» **Assignment**:
Below are records; quote them exactly from the first line through the line that contains "and immutable once".

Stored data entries
-- -- --
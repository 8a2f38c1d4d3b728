//! Result data model: analyzer results, remote envelopes, consensus, and
//! the terminal verdict of a request.
//!
//! Everything here is wire-facing (serde both ways) and immutable once
//! produced. Construction logic lives with the components; this module only
//! defines shapes and the small classification helpers they share.

use std::collections::BTreeMap;

use serde::{Deserialize, Serialize};
use smallvec::SmallVec;

use crate::artifact::ArtifactClass;

/// How much an individual analyzer or network trusts its own score.
#[derive(Clone, Copy, Debug, PartialEq, Eq, Serialize, Deserialize)]
#[serde(rename_all = "lowercase")]
pub enum Confidence {
    High,
    Medium,
    Low,
    Error,
}

impl Confidence {
    /// Numeric weight used by consensus fusion.
    pub fn weight(&self) -> f64 {
        match self {
            Self::High => 1.0,
            Self::Medium => 0.7,
            Self::Low => 0.4,
            Self::Error => 0.0,
        }
    }
}

/// Confidence classification of a whole verdict.
#[derive(Clone, Copy, Debug, PartialEq, Eq, Serialize, Deserialize)]
#[serde(rename_all = "snake_case")]
pub enum ConfidenceLevel {
    High,
    Medium,
    Low,
    ReviewRequired,
}

impl ConfidenceLevel {
    pub fn as_str(&self) -> &'static str {
        match self {
            Self::High => "high",
            Self::Medium => "medium",
            Self::Low => "low",
            Self::ReviewRequired => "review_required",
        }
    }
}

/// How the request's total latency compares to the configured targets.
#[derive(Clone, Copy, Debug, PartialEq, Eq, Serialize, Deserialize)]
#[serde(rename_all = "lowercase")]
pub enum PerformanceClass {
    Optimal,
    Acceptable,
    Degraded,
}

/// Outcome of one analyzer over one artifact. Produced once, never mutated.
#[derive(Clone, Debug, Serialize, Deserialize)]
pub struct AnalyzerResult {
    pub analyzer: String,
    pub version: String,
    /// Synthetic-likelihood score in `[0, 1]`; `None` when the analyzer
    /// could not score the artifact.
    pub score: Option<f64>,
    pub confidence: Confidence,
    /// Opaque analyzer-specific findings, passed through to the verdict.
    #[serde(default, skip_serializing_if = "serde_json::Map::is_empty")]
    pub detail: serde_json::Map<String, serde_json::Value>,
    pub duration_ms: u64,
    pub ok: bool,
    #[serde(default, skip_serializing_if = "Option::is_none")]
    pub error: Option<String>,
}

/// Where a consensus vote came from.
#[derive(Clone, Debug, PartialEq, Eq, Serialize, Deserialize)]
#[serde(rename_all = "lowercase")]
pub enum VoteKind {
    Local,
    Mirror,
}

#[derive(Clone, Debug, Serialize, Deserialize)]
pub struct VoteSource {
    pub kind: VoteKind,
    pub name: String,
}

/// Fused view of local analyzer votes plus mirror-network votes.
#[derive(Clone, Debug, Serialize, Deserialize)]
pub struct LocalConsensus {
    pub votes: usize,
    pub positives: usize,
    pub positive_ratio: f64,
    pub weighted_confidence: f64,
    pub level: ConfidenceLevel,
    pub is_authentic: bool,
    pub sources: SmallVec<[VoteSource; 8]>,
}

/// One decision network's score inside a mirror response.
#[derive(Clone, Debug, Serialize, Deserialize)]
pub struct NetworkScore {
    pub name: String,
    pub score: f64,
    pub confidence: Confidence,
    /// Wire payloads from the mirror service spell this `durationMs`.
    #[serde(default, alias = "durationMs")]
    pub duration_ms: u64,
}

/// Mirror-network reply, or the reason there is none.
#[derive(Clone, Debug, Serialize, Deserialize)]
#[serde(tag = "status", rename_all = "lowercase")]
pub enum MirrorEnvelope {
    Ok { networks: Vec<NetworkScore> },
    Timeout,
    Degraded,
}

impl MirrorEnvelope {
    pub fn is_ok(&self) -> bool {
        matches!(self, Self::Ok { .. })
    }

    pub fn is_degraded(&self) -> bool {
        matches!(self, Self::Degraded)
    }
}

/// Superior-network decision payload.
#[derive(Clone, Debug, Serialize, Deserialize)]
pub struct SuperiorDecision {
    #[serde(alias = "isAuthentic")]
    pub is_authentic: bool,
    pub confidence: f64,
    #[serde(default, skip_serializing_if = "Option::is_none")]
    pub details: Option<serde_json::Value>,
}

/// Superior-network reply, or the reason there is none.
#[derive(Clone, Debug, Serialize, Deserialize)]
#[serde(tag = "status", rename_all = "lowercase")]
pub enum SuperiorEnvelope {
    Ok(SuperiorDecision),
    Timeout,
    Degraded,
}

impl SuperiorEnvelope {
    pub fn decision(&self) -> Option<&SuperiorDecision> {
        match self {
            Self::Ok(d) => Some(d),
            _ => None,
        }
    }

    pub fn is_degraded(&self) -> bool {
        matches!(self, Self::Degraded)
    }
}

/// Per-source breakdown attached to a verdict.
#[derive(Clone, Debug, Serialize, Deserialize)]
pub struct VerdictDetails {
    /// Local analyzer results, keyed by analyzer name. Empty on cache hits.
    pub local: BTreeMap<String, AnalyzerResult>,
    pub mirror: MirrorEnvelope,
    pub consensus: LocalConsensus,
    pub superior: SuperiorEnvelope,
}

/// Terminal result of one request. Produced exactly once per successful
/// request; cache hits return a stored clone with `cache_hit` set.
#[derive(Clone, Debug, Serialize, Deserialize)]
pub struct Verdict {
    pub is_authentic: bool,
    pub confidence_level: ConfidenceLevel,
    pub artifact_class: ArtifactClass,
    pub content_hash_prefix: String,
    pub performance_class: PerformanceClass,
    pub correlation_id: String,
    /// Milliseconds since the Unix epoch, UTC.
    pub timestamp_utc: u64,
    #[serde(default)]
    pub cache_hit: bool,
    /// True when any leg of the pipeline ran in bus-degraded mode.
    #[serde(default)]
    pub degraded: bool,
    pub details: VerdictDetails,
}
-- -- --
» **Solution to the exercise**:
repository 8a2f38c1d4d3b728
//! Result data model: analyzer results, remote envelopes, consensus, and
//! the terminal verdict of a request.
//!
//! Everything here is wire-facing (serde both ways) and immutable once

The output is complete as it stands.